__Exercise instructions__: Beginning at the line containing "if let Err(e)" and continuing to the end of the records below, give each line again exactly as it stands, and only those lines.

__Input material__:

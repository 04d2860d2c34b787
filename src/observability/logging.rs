//! Structured logging.
//!
//! # Design Decisions
//! - Uses tracing crate for structured logging
//! - `RUST_LOG` wins over the configured level

use tracing_subscriber::{layer::SubscriberExt, util::SubscriberInitExt, EnvFilter};

use crate::config::ObservabilityConfig;

/// Default filter directives for `level`.
pub fn default_directives(level: &str) -> String {
    format!("portal_gateway={level},tower_http={level}")
}

/// Install the global tracing subscriber.
pub fn init(config: &ObservabilityConfig) {
    let filter = EnvFilter::try_from_default_env()
        .unwrap_or_else(|_| default_directives(&config.log_level).into());

    let result = tracing_subscriber::registry()
        .with(filter)
        .with(tracing_subscriber::fmt::layer())
        .try_init();

    if let Err(e) = result {
        eprintln!("tracing subscriber already installed: {}", e);
    }
}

__Written solution__:
    if let Err(e) = result {
        eprintln!("tracing subscriber already installed: {}", e);
    }
}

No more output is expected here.